WHAT IS NEEDED
Filter the entries down to the lines containing "push", and copy those lines.

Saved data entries
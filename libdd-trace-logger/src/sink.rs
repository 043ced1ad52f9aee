// Copyright 2025-Present Datadog, Inc. https://www.datadoghq.com/
// SPDX-License-Identifier: Apache-2.0

use crate::entries::LogEntry;

/// Destination for trace entries.
///
/// `write` runs on whichever thread called the logger, under the logger's
/// shared lock, so it should return quickly and must not call back into the
/// logger.
pub trait SinkBuffer: Send + Sync {
    fn write(&self, entry: &LogEntry);
}

/// Records every entry it receives, for assertions in tests and examples.
#[cfg(any(test, feature = "test-utils"))]
#[derive(Default)]
pub struct MemorySink {
    entries: parking_lot::Mutex<Vec<LogEntry>>,
}

#[cfg(any(test, feature = "test-utils"))]
impl MemorySink {
    pub fn new() -> Self {
        Self::default()
    }

    /// Snapshot of everything written so far, in arrival order.
    pub fn entries(&self) -> Vec<LogEntry> {
        self.entries.lock().clone()
    }

    /// Entries of one type, in arrival order.
    pub fn entries_of_type(&self, entry_type: crate::entries::EntryType) -> Vec<LogEntry> {
        self.entries
            .lock()
            .iter()
            .filter(|entry| entry.entry_type() == entry_type)
            .cloned()
            .collect()
    }

    pub fn len(&self) -> usize {
        self.entries.lock().len()
    }

    pub fn is_empty(&self) -> bool {
        self.entries.lock().is_empty()
    }
}

#[cfg(any(test, feature = "test-utils"))]
impl SinkBuffer for MemorySink {
    fn write(&self, entry: &LogEntry) {
        self.entries.lock().push(entry.clone());
    }
}
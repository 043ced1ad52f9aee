// Copyright 2025-Present Datadog, Inc. https://www.datadoghq.com/
// SPDX-License-Identifier: Apache-2.0

use parking_lot::Mutex;
use std::collections::HashSet;

/// Threads explicitly opted into wall-clock sampling.
///
/// Mutated only from normal thread context, never from a handler. The ticker
/// works off a snapshot taken each interval and the discovery step prunes
/// entries for threads that have exited, so a stale entry is harmless.
#[derive(Debug, Default)]
pub struct Whitelist {
    threads: Mutex<HashSet<i32>>,
}

impl Whitelist {
    pub fn new() -> Self {
        Self::default()
    }

    pub fn add(&self, tid: i32) {
        self.threads.lock().insert(tid);
    }

    pub fn remove(&self, tid: i32) {
        self.threads.lock().remove(&tid);
    }

    pub fn contains(&self, tid: i32) -> bool {
        self.threads.lock().contains(&tid)
    }

    pub fn snapshot(&self) -> HashSet<i32> {
        self.threads.lock().clone()
    }

    /// Drops every entry not present in `live`.
    pub fn prune(&self, live: &HashSet<i32>) {
        self.threads.lock().retain(|tid| live.contains(tid));
    }
}
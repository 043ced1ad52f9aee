// Copyright 2025-Present Datadog, Inc. https://www.datadoghq.com/
// SPDX-License-Identifier: Apache-2.0

use std::sync::atomic::{AtomicI32, Ordering};
use std::sync::{Arc, OnceLock};

/// Hands out monotonically increasing entry ids.
///
/// Clones share the underlying sequence, so ids stay unique and orderable
/// across every logger holding a clone. Ids start at 1; 0 is reserved to mean
/// "no entry".
#[derive(Debug, Clone)]
pub struct EntryIdCounter {
    next: Arc<AtomicI32>,
}

impl EntryIdCounter {
    /// A fresh sequence, isolated from every other counter.
    pub fn new() -> Self {
        Self {
            next: Arc::new(AtomicI32::new(1)),
        }
    }

    /// The process-wide sequence shared by default-constructed loggers.
    pub fn global() -> Self {
        static GLOBAL: OnceLock<EntryIdCounter> = OnceLock::new();
        GLOBAL.get_or_init(EntryIdCounter::new).clone()
    }

    /// Claims and returns the next id.
    pub fn next_id(&self) -> i32 {
        self.next.fetch_add(1, Ordering::Relaxed)
    }
}

impl Default for EntryIdCounter {
    fn default() -> Self {
        Self::new()
    }
}

#[cfg(test)]
mod tests {
    use super::*;
    use std::collections::HashSet;

    #[test]
    fn test_ids_start_at_one_and_increase() {
        let counter = EntryIdCounter::new();
        assert_eq!(counter.next_id(), 1);
        assert_eq!(counter.next_id(), 2);
        assert_eq!(counter.next_id(), 3);
    }

    #[test]
    fn test_clones_share_the_sequence() {
        let counter = EntryIdCounter::new();
        let clone = counter.clone();
        assert_eq!(counter.next_id(), 1);
        assert_eq!(clone.next_id(), 2);
        assert_eq!(counter.next_id(), 3);
    }

    #[test]
    fn test_global_hands_out_fresh_ids_to_every_handle() {
        let a = EntryIdCounter::global().next_id();
        let b = EntryIdCounter::global().next_id();
        assert!(b > a);
    }

    #[test]
    #[cfg_attr(miri, ignore)]
    fn test_concurrent_claims_never_collide() {
        let counter = EntryIdCounter::new();
        let handles: Vec<_> = (0..8)
            .map(|_| {
                let counter = counter.clone();
                std::thread::spawn(move || (0..100).map(|_| counter.next_id()).collect::<Vec<_>>())
            })
            .collect();
        let mut seen = HashSet::new();
        for handle in handles {
            for id in handle.join().unwrap() {
                assert!(seen.insert(id), "id {id} handed out twice");
            }
        }
        assert_eq!(seen.len(), 800);
    }
}
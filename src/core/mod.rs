//! # Core runtime: task groups and the entry points built on them.
//!
//! - [`TaskGroup`] runs tasks against one shared [`CancellableContext`](crate::CancellableContext)
//! - [`TaskGroupBuilder`] configures name, policy, signals, deadline and subscribers
//! - [`ErrorAggregator`] collects task failures in completion order
//! - [`run_until_failure_or_signal`] / [`shutdown_all`] whole-program helpers
//!
//! ## Wiring
//! ```text
//! TaskGroupBuilder::build()
//!   ├─► ctx = parent.child() | parent.with_deadline(t)
//!   ├─► SignalBridge::install(&ctx)            (optional)
//!   ├─► Bus + subscriber listener              (optional)
//!   └─► TaskGroup { Shared { ctx, errors, policy, bus } }
//!           submit ─► runner::run_once
//!           wait   ─► drain + outcome
//! ```

mod aggregator;
mod builder;
mod config;
mod group;
mod orchestrate;
mod runner;

pub use aggregator::ErrorAggregator;
pub use builder::TaskGroupBuilder;
pub use config::GroupConfig;
pub use group::{Phase, TaskGroup};
pub use orchestrate::{run_until_failure_or_signal, shutdown_all};
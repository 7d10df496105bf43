//! # Function-backed task (`TaskFn`)
//!
//! [`TaskFn`] wraps a closure `F: FnOnce(CancellableContext) -> Fut`. The closure
//! is called exactly once, when the group launches the task; whatever it captured
//! moves into the returned future.
//!
//! ## Example
//! ```rust
//! use taskgroup::{BoxTask, CancellableContext, TaskError, TaskFn};
//!
//! let t: BoxTask = TaskFn::boxed("worker", |ctx: CancellableContext| async move {
//!     ctx.done().await;
//!     Err::<(), _>(TaskError::Canceled)
//! });
//!
//! assert_eq!(t.name(), "worker");
//! ```

use std::borrow::Cow;
use std::future::Future;

use crate::context::CancellableContext;
use crate::error::TaskError;
use crate::tasks::task::{BoxTask, BoxTaskFuture, Task};

/// Function-backed task implementation.
pub struct TaskFn<F> {
    name: Cow<'static, str>,
    f: F,
}

impl<F> TaskFn<F> {
    /// Creates a new function-backed task.
    ///
    /// Prefer [`TaskFn::boxed`] when you immediately need a [`BoxTask`].
    pub fn new(name: impl Into<Cow<'static, str>>, f: F) -> Self {
        Self {
            name: name.into(),
            f,
        }
    }

    /// Creates an unnamed task; the group names it `task-<index>`.
    pub fn anonymous(f: F) -> Self {
        Self::new("", f)
    }
}

impl<F, Fut> TaskFn<F>
where
    F: FnOnce(CancellableContext) -> Fut + Send + 'static,
    Fut: Future<Output = Result<(), TaskError>> + Send + 'static,
{
    /// Creates the task and returns it boxed.
    pub fn boxed(name: impl Into<Cow<'static, str>>, f: F) -> BoxTask {
        Box::new(Self::new(name, f))
    }
}

impl<F, Fut> Task for TaskFn<F>
where
    F: FnOnce(CancellableContext) -> Fut + Send + 'static,
    Fut: Future<Output = Result<(), TaskError>> + Send + 'static,
{
    fn name(&self) -> &str {
        &self.name
    }

    fn run(self: Box<Self>, ctx: CancellableContext) -> BoxTaskFuture {
        let this = *self;
        Box::pin((this.f)(ctx))
    }
}

impl<F> std::fmt::Debug for TaskFn<F> {
    fn fmt(&self, f: &mut std::fmt::Formatter<'_>) -> std::fmt::Result {
        f.debug_struct("TaskFn").field("name", &self.name).finish()
    }
}

#[cfg(test)]
mod tests {
    use super::*;

    #[tokio::test]
    async fn test_closure_receives_context() {
        let ctx = CancellableContext::background();
        let expected = ctx.clone();

        let task = TaskFn::boxed("probe", move |have: CancellableContext| async move {
            assert!(have.ptr_eq(&expected));
            Ok(())
        });
        assert_eq!(task.name(), "probe");
        task.run(ctx).await.expect("task succeeds");
    }

    #[test]
    fn test_anonymous_has_empty_name() {
        let task = TaskFn::anonymous(|_ctx: CancellableContext| async { Ok::<(), TaskError>(()) });
        assert_eq!(task.name(), "");
    }
}
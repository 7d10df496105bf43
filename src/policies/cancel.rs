//! # Cancellation policies for task groups.
//!
//! [`CancelPolicy`] decides what a task failure does to its siblings.
//!
//! - [`CancelPolicy::CancelOnFirstError`] the first failure cancels the shared context;
//!   siblings are *asked* to stop, and `wait` reports that first error.
//! - [`CancelPolicy::Never`] failures are only recorded; every task runs to completion
//!   and `wait` reports all of them (default).
//!
//! ## Choosing the right policy
//!
//! **Long-running services** (stop everything when one part breaks):
//! ```text
//! CancelPolicy::CancelOnFirstError  → server + workers + signal bridge
//! ```
//!
//! **Shutdown hooks** (every step must get its chance):
//! ```text
//! CancelPolicy::Never               → flush, close, release; collect all errors
//! ```

/// Policy controlling whether a task failure cancels the group's context.
#[derive(Clone, Copy, Debug, Default, PartialEq, Eq)]
pub enum CancelPolicy {
    /// Record failures; never cancel because of them (default).
    #[default]
    Never,
    /// Cancel the shared context as soon as the first task fails.
    CancelOnFirstError,
}

impl CancelPolicy {
    /// Returns `true` for [`CancelPolicy::CancelOnFirstError`].
    #[inline]
    pub fn cancels_on_error(self) -> bool {
        matches!(self, CancelPolicy::CancelOnFirstError)
    }

    /// Returns a short stable label (snake_case) for use in logs/metrics.
    pub fn as_label(self) -> &'static str {
        match self {
            CancelPolicy::Never => "never",
            CancelPolicy::CancelOnFirstError => "cancel_on_first_error",
        }
    }
}
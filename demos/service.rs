//! # Example: service
//!
//! A small service lifecycle built on the two entry points.
//!
//! Shows how to:
//! - Run workers with [`run_until_failure_or_signal`] (first error or Ctrl-C stops all).
//! - Run cleanup with [`shutdown_all`] under a grace deadline.
//! - Attach [`LogWriter`] to a custom group to see events as `tracing` records.
//!
//! ## Flow
//! ```text
//! main
//!  ├─► TaskGroup (named "warmup", LogWriter attached)
//!  │     └─► cache-warm, config-load ─► wait()
//!  ├─► run_until_failure_or_signal(&root, [ticker, flaky])
//!  │     flaky fails after ~1.5s ─► ticker observes ctx.done() ─► DuringRun
//!  └─► shutdown_all(&root, Some(2s), [flush, close])
//! ```
//!
//! ## Run
//! ```bash
//! RUST_LOG=debug cargo run --example service
//! ```

use std::sync::Arc;
use std::time::Duration;

use anyhow::Context as _;
use taskgroup::{
    CancellableContext, LogWriter, TaskError, TaskFn, TaskGroup, run_until_failure_or_signal,
    shutdown_all,
};
use tokio::time::sleep;

#[tokio::main]
async fn main() -> anyhow::Result<()> {
    tracing_subscriber::fmt()
        .with_env_filter(
            tracing_subscriber::EnvFilter::try_from_default_env()
                .unwrap_or_else(|_| "info".into()),
        )
        .init();

    let root = CancellableContext::background();

    let warmup = TaskGroup::builder(&root)
        .with_name("warmup")
        .cancel_on_first_error()
        .with_timeout(Duration::from_secs(1))
        .with_subscribers(vec![Arc::new(LogWriter::new())])
        .build()
        .context("building warmup group")?;
    warmup.spawn("cache-warm", |_ctx| async {
        sleep(Duration::from_millis(200)).await;
        Ok(())
    });
    warmup.spawn("config-load", |_ctx| async {
        sleep(Duration::from_millis(100)).await;
        Ok(())
    });
    warmup.wait().await.context("warmup failed")?;

    let run = run_until_failure_or_signal(
        &root,
        [
            TaskFn::boxed("ticker", |ctx| async move {
                let mut ticks = 0u64;
                loop {
                    tokio::select! {
                        _ = ctx.done() => {
                            println!("[ticker] stopping after {ticks} ticks");
                            return Err(TaskError::Canceled);
                        }
                        _ = sleep(Duration::from_millis(300)) => {
                            ticks += 1;
                            println!("[ticker] tick {ticks}");
                        }
                    }
                }
            }),
            TaskFn::boxed("flaky", |ctx| async move {
                tokio::select! {
                    _ = ctx.done() => Err(TaskError::Canceled),
                    _ = sleep(Duration::from_millis(1500)) => Err(TaskError::fail("upstream went away")),
                }
            }),
        ],
    )
    .await;
    if let Err(err) = &run {
        println!("run stopped: {err}");
    }

    shutdown_all(
        &root,
        Some(Duration::from_secs(2)),
        [
            TaskFn::boxed("flush", |_ctx| async {
                sleep(Duration::from_millis(100)).await;
                println!("[flush] done");
                Ok(())
            }),
            TaskFn::boxed("close", |_ctx| async {
                println!("[close] done");
                Ok(())
            }),
        ],
    )
    .await
    .context("shutdown failed")?;

    Ok(())
}
use std::sync::{Arc, Mutex};
use std::time::Duration;

use async_trait::async_trait;
use taskgroup::{
    CancellableContext, Event, EventKind, Subscribe, TaskError, TaskGroup,
};
use tokio::sync::{Notify, broadcast};

fn drain(rx: &mut broadcast::Receiver<Event>) -> Vec<Event> {
    let mut out = Vec::new();
    while let Ok(ev) = rx.try_recv() {
        out.push(ev);
    }
    out
}

fn kinds(events: &[Event]) -> Vec<EventKind> {
    events.iter().map(|e| e.kind).collect()
}

#[derive(Default)]
struct Recorder {
    events: Mutex<Vec<Event>>,
    finished: Notify,
}

#[async_trait]
impl Subscribe for Recorder {
    async fn on_event(&self, event: &Event) {
        self.events.lock().unwrap().push(event.clone());
        if event.kind == EventKind::GroupFinished {
            self.finished.notify_one();
        }
    }

    fn name(&self) -> &'static str {
        "recorder"
    }
}

struct Bomb;

#[async_trait]
impl Subscribe for Bomb {
    async fn on_event(&self, event: &Event) {
        if event.kind == EventKind::TaskStarting {
            panic!("bomb went off");
        }
    }

    fn name(&self) -> &'static str {
        "bomb"
    }
}

#[tokio::test]
async fn test_successful_task_lifecycle() {
    let group = TaskGroup::default();
    let mut rx = group.subscribe();

    group.spawn("job", |_ctx| async { Ok(()) });
    group.wait().await.unwrap();

    let events = drain(&mut rx);
    assert_eq!(
        kinds(&events),
        [EventKind::TaskStarting, EventKind::TaskStopped, EventKind::GroupFinished]
    );
    assert_eq!(events[0].task.as_deref(), Some("job"));
    assert_eq!(events[0].index, Some(0));
    assert_eq!(events[2].reason.as_deref(), Some("ok"));
    assert!(events.windows(2).all(|w| w[0].seq < w[1].seq));
}

#[tokio::test]
async fn test_failure_publishes_cancellation_and_outcome() {
    let group = TaskGroup::builder(&CancellableContext::background())
        .with_name("workers")
        .cancel_on_first_error()
        .build()
        .unwrap();
    let mut rx = group.subscribe();

    group.spawn("bad", |_ctx| async { Err(TaskError::fail("boom")) });
    assert!(group.wait().await.is_err());

    let events = drain(&mut rx);
    assert_eq!(
        kinds(&events),
        [
            EventKind::TaskStarting,
            EventKind::TaskFailed,
            EventKind::ContextCancelled,
            EventKind::GroupFinished,
        ]
    );
    assert!(events.iter().all(|e| e.group.as_deref() == Some("workers")));
    assert!(events[1].reason.as_deref().is_some_and(|r| r.contains("boom")));
    assert_eq!(events[3].reason.as_deref(), Some("group_task_failed"));
}

#[tokio::test]
async fn test_graceful_cancel_is_reported_as_stopped() {
    let group = TaskGroup::default();
    let mut rx = group.subscribe();

    group.spawn("worker", |ctx| async move {
        ctx.done().await;
        Err(TaskError::Canceled)
    });
    group.context().cancel(taskgroup::Cause::Signal(taskgroup::Signal::Quit));
    let _ = group.wait().await;

    let events = drain(&mut rx);
    assert!(events.iter().any(|e| e.kind == EventKind::TaskStopped));
    assert!(!events.iter().any(|e| e.kind == EventKind::TaskFailed));
}

#[tokio::test]
async fn test_subscribers_receive_events() {
    let recorder = Arc::new(Recorder::default());
    let group = TaskGroup::builder(&CancellableContext::background())
        .with_subscribers(vec![recorder.clone()])
        .build()
        .unwrap();

    group.spawn("job", |_ctx| async { Ok(()) });
    group.wait().await.unwrap();

    tokio::time::timeout(Duration::from_secs(5), recorder.finished.notified())
        .await
        .expect("GroupFinished delivered");
    let seen = kinds(&recorder.events.lock().unwrap());
    assert_eq!(
        seen,
        [EventKind::TaskStarting, EventKind::TaskStopped, EventKind::GroupFinished]
    );
}

#[tokio::test]
async fn test_panicking_subscriber_is_isolated() {
    let recorder = Arc::new(Recorder::default());
    let group = TaskGroup::builder(&CancellableContext::background())
        .with_subscribers(vec![Arc::new(Bomb), recorder.clone()])
        .build()
        .unwrap();

    group.spawn("job", |_ctx| async { Ok(()) });
    group.wait().await.unwrap();

    tokio::time::timeout(Duration::from_secs(5), recorder.finished.notified())
        .await
        .expect("delivery continued after the panic");

    let events = recorder.events.lock().unwrap();
    let report = events
        .iter()
        .find(|e| e.kind == EventKind::SubscriberPanicked)
        .expect("panic reported");
    assert_eq!(report.task.as_deref(), Some("bomb"));
    assert!(report.reason.as_deref().is_some_and(|r| r.contains("bomb went off")));
    assert!(events.iter().any(|e| e.kind == EventKind::TaskStopped));
}

#[cfg(feature = "logging")]
#[tokio::test]
async fn test_log_writer_accepts_every_event() {
    let group = TaskGroup::builder(&CancellableContext::background())
        .with_name("logged")
        .with_subscribers(vec![Arc::new(taskgroup::LogWriter::new())])
        .build()
        .unwrap();

    group.spawn("ok", |_ctx| async { Ok(()) });
    group.spawn("bad", |_ctx| async { Err(TaskError::fail("boom")) });
    assert!(group.wait().await.is_err());
}
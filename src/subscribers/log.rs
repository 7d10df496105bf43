//! # LogWriter: events as `tracing` records
//!
//! A subscriber that turns every [`Event`] into a structured `tracing` record.
//! Install any `tracing` subscriber (e.g. `tracing_subscriber::fmt`) to see them.
//!
//! ## Levels
//! ```text
//! task_starting / task_stopped        DEBUG
//! context_cancelled / group_finished  INFO
//! task_failed / subscriber_lagged     WARN
//! subscriber_panicked                 ERROR
//! ```

use async_trait::async_trait;

use crate::events::{Event, EventKind};
use crate::subscribers::Subscribe;

/// Event writer subscriber.
#[derive(Default)]
pub struct LogWriter;

impl LogWriter {
    /// Construct a new [`LogWriter`].
    #[must_use]
    pub fn new() -> Self {
        Self
    }
}

#[async_trait]
impl Subscribe for LogWriter {
    async fn on_event(&self, e: &Event) {
        let group = e.group.as_deref();
        let task = e.task.as_deref();
        let reason = e.reason.as_deref();

        match e.kind {
            EventKind::TaskStarting => {
                tracing::debug!(seq = e.seq, group, task, index = e.index, "task starting");
            }
            EventKind::TaskStopped => {
                tracing::debug!(seq = e.seq, group, task, index = e.index, "task stopped");
            }
            EventKind::TaskFailed => {
                tracing::warn!(seq = e.seq, group, task, index = e.index, reason, "task failed");
            }
            EventKind::ContextCancelled => {
                tracing::info!(seq = e.seq, group, reason, "context cancelled");
            }
            EventKind::GroupFinished => {
                tracing::info!(seq = e.seq, group, outcome = reason, "group finished");
            }
            EventKind::SubscriberPanicked => {
                tracing::error!(seq = e.seq, group, subscriber = task, reason, "subscriber panicked");
            }
            EventKind::SubscriberLagged => {
                tracing::warn!(seq = e.seq, group, reason, "subscriber listener lagged");
            }
        }
    }

    fn name(&self) -> &'static str {
        "LogWriter"
    }
}
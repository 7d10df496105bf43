//! # Task abstractions.
//!
//! - [`Task`] - trait for one-shot, cancelable units of work
//! - [`TaskFn`] - closure-backed implementation
//! - [`BoxTask`] - owned, type-erased task (`Box<dyn Task>`)
//! - [`BoxTaskFuture`] - the future a task runs as

mod task;
mod task_fn;

pub use task::{BoxTask, BoxTaskFuture, Task};
pub use task_fn::TaskFn;
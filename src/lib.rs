//! # taskgroup
//!
//! **taskgroup** runs a set of async tasks against one shared cancellable
//! context and waits for all of them.
//!
//! A failing task can cancel its siblings (or not, depending on policy), an OS
//! termination signal or a deadline can cancel the whole group, and the group
//! reports either the first error or every error once all tasks have returned.
//! Two ready-made entry points cover the usual program shape: run workers until
//! one fails or a signal arrives, then run shutdown steps that must all complete.
//!
//! ## Architecture
//! ### Overview
//! ```text
//!   parent CancellableContext
//!            │ child / with_deadline
//!            ▼
//! ┌───────────────────────────────────────────────────────────────────┐
//! │  TaskGroup                                                        │
//! │  - CancellableContext (shared, single-fire cause)                 │
//! │  - SignalBridge       (optional: SIGINT/SIGTERM/... ─► cancel)    │
//! │  - ErrorAggregator    (failures in completion order)              │
//! │  - CancelPolicy       (Never | CancelOnFirstError)                │
//! │  - Bus                (broadcast events)                          │
//! └──────┬──────────────────┬──────────────────┬──────────────────────┘
//!        ▼                  ▼                  ▼
//!    ┌────────┐         ┌────────┐         ┌────────┐
//!    │ task 0 │         │ task 1 │   ...   │ task N │   run(ctx)
//!    └───┬────┘         └───┬────┘         └───┬────┘
//!        │ Err              │ Ok               │ observes ctx.done()
//!        ▼                  ▼                  ▼
//!   errors.push        TaskStopped        returns (Canceled = graceful)
//!   (first + policy)
//!        └──► ctx.cancel(TaskFailed) ─► every task and child context sees it
//!
//! wait() ─► all returned ─► Ok | Task(first) | Tasks(all) | Cancelled{cause, errors}
//! ```
//!
//! ### Program shape
//! ```text
//! main
//!  ├─► run_until_failure_or_signal(&root, workers)   CancelOnFirstError + SIGINT/SIGTERM
//!  └─► shutdown_all(&root, Some(grace), cleanups)    Never + deadline
//! ```
//!
//! ## Features
//! | Area              | Description                                                   | Key types / traits                              |
//! |-------------------|---------------------------------------------------------------|-------------------------------------------------|
//! | **Context**       | Cancellation tree with a recorded cause and deadlines.        | [`CancellableContext`], [`Cause`]               |
//! | **Signals**       | Bridge OS termination signals into a context.                 | [`SignalBridge`], [`Signal`]                    |
//! | **Groups**        | Launch tasks, wait for all, aggregate errors.                 | [`TaskGroup`], [`TaskGroupBuilder`], [`Phase`]  |
//! | **Policies**      | Whether one failure cancels the siblings.                     | [`CancelPolicy`]                                |
//! | **Entry points**  | Whole-program run and shutdown helpers.                       | [`run_until_failure_or_signal`], [`shutdown_all`] |
//! | **Errors**        | Typed task, group and runtime errors.                         | [`TaskError`], [`GroupError`], [`RuntimeError`] |
//! | **Tasks**         | One-shot tasks as closures or trait objects.                  | [`Task`], [`TaskFn`], [`BoxTask`]               |
//! | **Subscriber API**| Observe task and group events.                                | [`Subscribe`], [`Event`]                        |
//!
//! ## Optional features
//! - `logging` (default): exports the built-in [`LogWriter`] subscriber backed by `tracing`.
//!
//! ## Example
//! ```rust
//! use std::time::Duration;
//! use taskgroup::{shutdown_all, CancellableContext, TaskError, TaskFn, TaskGroup};
//!
//! #[tokio::main(flavor = "current_thread")]
//! async fn main() -> Result<(), Box<dyn std::error::Error>> {
//!     let root = CancellableContext::background();
//!
//!     // Workers: the first error cancels the rest.
//!     let group = TaskGroup::cancel_on_error(&root);
//!     group.spawn("ticker", |ctx| async move {
//!         loop {
//!             tokio::select! {
//!                 _ = ctx.done() => return Err(TaskError::Canceled),
//!                 _ = tokio::time::sleep(Duration::from_millis(5)) => {}
//!             }
//!         }
//!     });
//!     group.spawn("job", |_ctx| async { Err(TaskError::fail("bad config")) });
//!     if let Err(err) = group.wait().await {
//!         eprintln!("workers stopped: {err}");
//!     }
//!
//!     // Cleanup: every step runs, all errors are collected.
//!     shutdown_all(&root, Some(Duration::from_secs(1)), [
//!         TaskFn::boxed("flush", |_ctx| async { Ok(()) }),
//!         TaskFn::boxed("close", |_ctx| async { Ok(()) }),
//!     ])
//!     .await?;
//!     Ok(())
//! }
//! ```

mod context;
mod core;
mod error;
mod events;
mod policies;
mod subscribers;
mod tasks;

// ---- Public re-exports ----

pub use context::{CancellableContext, Cause, DEFAULT_SIGNALS, Signal, SignalBridge};
pub use core::{
    ErrorAggregator, GroupConfig, Phase, TaskGroup, TaskGroupBuilder,
    run_until_failure_or_signal, shutdown_all,
};
pub use error::{ErrorList, GroupError, RuntimeError, TaskError, TaskFailure};
pub use events::{Bus, Event, EventKind};
pub use policies::CancelPolicy;
pub use subscribers::{Subscribe, SubscriberSet};
pub use tasks::{BoxTask, BoxTaskFuture, Task, TaskFn};

// Optional: expose a simple built-in logger subscriber (demo/reference only).
#[cfg(feature = "logging")]
pub use subscribers::LogWriter;
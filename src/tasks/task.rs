//! # Task abstraction.
//!
//! A [`Task`] is a one-shot unit of work: it has a name and is consumed by a
//! single [`run`](Task::run) that receives the group's shared [`CancellableContext`].
//! Implementors should watch the context and exit promptly once it is cancelled;
//! the group never interrupts a task.

use std::future::Future;
use std::pin::Pin;

use crate::context::CancellableContext;
use crate::error::TaskError;

/// Future returned by [`Task::run`].
pub type BoxTaskFuture = Pin<Box<dyn Future<Output = Result<(), TaskError>> + Send + 'static>>;

/// Owned, type-erased task; what groups and the orchestration helpers accept.
pub type BoxTask = Box<dyn Task>;

/// # Asynchronous, cancelable, one-shot unit.
///
/// # Example
/// ```
/// use taskgroup::{BoxTaskFuture, CancellableContext, Task, TaskError};
///
/// struct Flush {
///     target: String,
/// }
///
/// impl Task for Flush {
///     fn name(&self) -> &str { "flush" }
///
///     fn run(self: Box<Self>, ctx: CancellableContext) -> BoxTaskFuture {
///         Box::pin(async move {
///             if ctx.is_cancelled() {
///                 return Err(TaskError::Canceled);
///             }
///             // flush self.target ...
///             let _ = self.target;
///             Ok(())
///         })
///     }
/// }
/// ```
pub trait Task: Send + 'static {
    /// Returns a human-readable task name; an empty name is replaced by `task-<index>`.
    fn name(&self) -> &str;

    /// Consumes the task and returns the future that performs it.
    fn run(self: Box<Self>, ctx: CancellableContext) -> BoxTaskFuture;
}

REPLY
        self.entries.lock().push(entry.clone());
        out.push(ev);
        self.events.lock().unwrap().push(event.clone());
//!   errors.push        TaskStopped        returns (Canceled = graceful)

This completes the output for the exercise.